TNFAIP3 and NR4A2 belong to a class of transcription factors and transcription factor modulators with inhibitory activities on the pro-inflammatory molecule NF-kB [36, 37]. Compared to T0, the expression level of TNFAIP3 and NR4A2 showed a significant pick of increase after 2–4 h and then a mild decrease after 6 h of ex vivo incubation at both 4 °C and RT. This is in line with previous studies investigating the influence of short and long delays in blood processing on whole blood gene expression profiles [31, 32]. Transcriptomic profiles, especially of genes involved in apoptosis, stress signaling and DNA damage repair, were found to be highly affected by delays as little as 2 h before blood fractionation by Hebels and colleagues. The authors also provided a list of candidate markers of bench time effect, which includes TNFAIP3 [31]. In addition, Franken and colleagues observed that delays of less than 30 min affect the expression of genes with a prominent role for NF-kB-, glucocorticoid- and cancer-mediated networks [32]. TNFAIP3 and NR4A2 were also found differentially expressed in PBMCs after a 4 h delay when blood was collected in acid citrate dextrose tubes [38].

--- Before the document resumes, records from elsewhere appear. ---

//! Configuration validation.
//!
//! Keeps rate-limit and audit settings inside ranges the guard can honor.

use super::Config;
use crate::error::ConfigError;

/// Minimum rate-limit window in milliseconds (1 second).
pub const MIN_RATE_LIMIT_WINDOW_MS: u64 = 1000;

/// Maximum rate-limit window in milliseconds (1 hour).
pub const MAX_RATE_LIMIT_WINDOW_MS: u64 = 3_600_000;

/// Maximum accepted commands per window.
pub const MAX_RATE_LIMIT_REQUESTS: u32 = 1000;

/// Maximum audit log capacity.
pub const MAX_AUDIT_LOG_CAPACITY: usize = 10_000;

/// Validate configuration values.
///
/// # Errors
///
/// Returns [`ConfigError::InvalidValue`] if any value is out of range:
/// - `RATE_LIMIT_WINDOW_MS` must be between 1000 and 3600000
/// - `RATE_LIMIT_MAX_REQUESTS` must be between 1 and 1000
/// - `AUDIT_LOG_CAPACITY` must be between 1 and 10000
#[must_use = "validation result should be checked"]
pub fn validate_config(config: &Config) -> Result<(), ConfigError> {
    if config.rate_limit_window_ms < MIN_RATE_LIMIT_WINDOW_MS
        || config.rate_limit_window_ms > MAX_RATE_LIMIT_WINDOW_MS
    {
        return Err(ConfigError::InvalidValue {
            var: "RATE_LIMIT_WINDOW_MS".into(),
            reason: format!(
                "must be between {MIN_RATE_LIMIT_WINDOW_MS} and {MAX_RATE_LIMIT_WINDOW_MS} ms"
            ),
        });
    }

    if config.rate_limit_max_requests == 0
        || config.rate_limit_max_requests > MAX_RATE_LIMIT_REQUESTS
    {
        return Err(ConfigError::InvalidValue {
            var: "RATE_LIMIT_MAX_REQUESTS".into(),
            reason: format!("must be between 1 and {MAX_RATE_LIMIT_REQUESTS}"),
        });
    }

    if config.audit_log_capacity == 0 || config.audit_log_capacity > MAX_AUDIT_LOG_CAPACITY {
        return Err(ConfigError::InvalidValue {
            var: "AUDIT_LOG_CAPACITY".into(),
            reason: format!("must be between 1 and {MAX_AUDIT_LOG_CAPACITY}"),
        });
    }

    Ok(())
}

In our study, 24 h storage of blood samples at both 4 °C and RT was associated to dramatic changes in gene expression levels, particularly of genes involved in inflammatory processes such as TNF, TNFAIP3 and NR4A2 which displayed a considerable increase. This is not surprising, considering that changes in the environment of blood cells after phlebotomy could trigger stress signals and inflammatory processes [39]. In contrast, Shen and colleagues suggested that ongoing cellular processes have a negligible effect and blood samples stored at 4 °C for 1–7 days are suitable for RNA sequencing analysis, since they found only few differentially expressed genes compared to samples stored at 4 °C for 4 h [8]. On the other hand, Romero and colleagues indicated that RNA-sequencing output is drastically affected by RNA degradation, but in contexts where RIN and the outcome of interest are not associated, its effect could be controlled using a linear model framework [33].

Overall, our findings showed that specific mRNA transcripts from blood samples collected in traditional tubes such as EDTA tubes are differently affected by delays in blood processing as short as 2 h, even when stored at low temperature. While inflammation-related genes increase their expression over time, housekeeping genes that are commonly used as reference genes decreased, with consequences on relative gene expression results. This phenomenon has clear implications in research and monitoring of autoimmune and inflammatory disease and in biobanking in general. Increasing evidences support the need of standardized pre-analytical procedures to guarantee reproducible results, however it is difficult to achieve as samples are often collected at different times during the day and then processed in a single working session. Whenever possible, collecting blood in RNA stabilization systems could be a valid solution to this issue; time-course studies to evaluate the stability of reference and target genes of interest are crucial otherwise.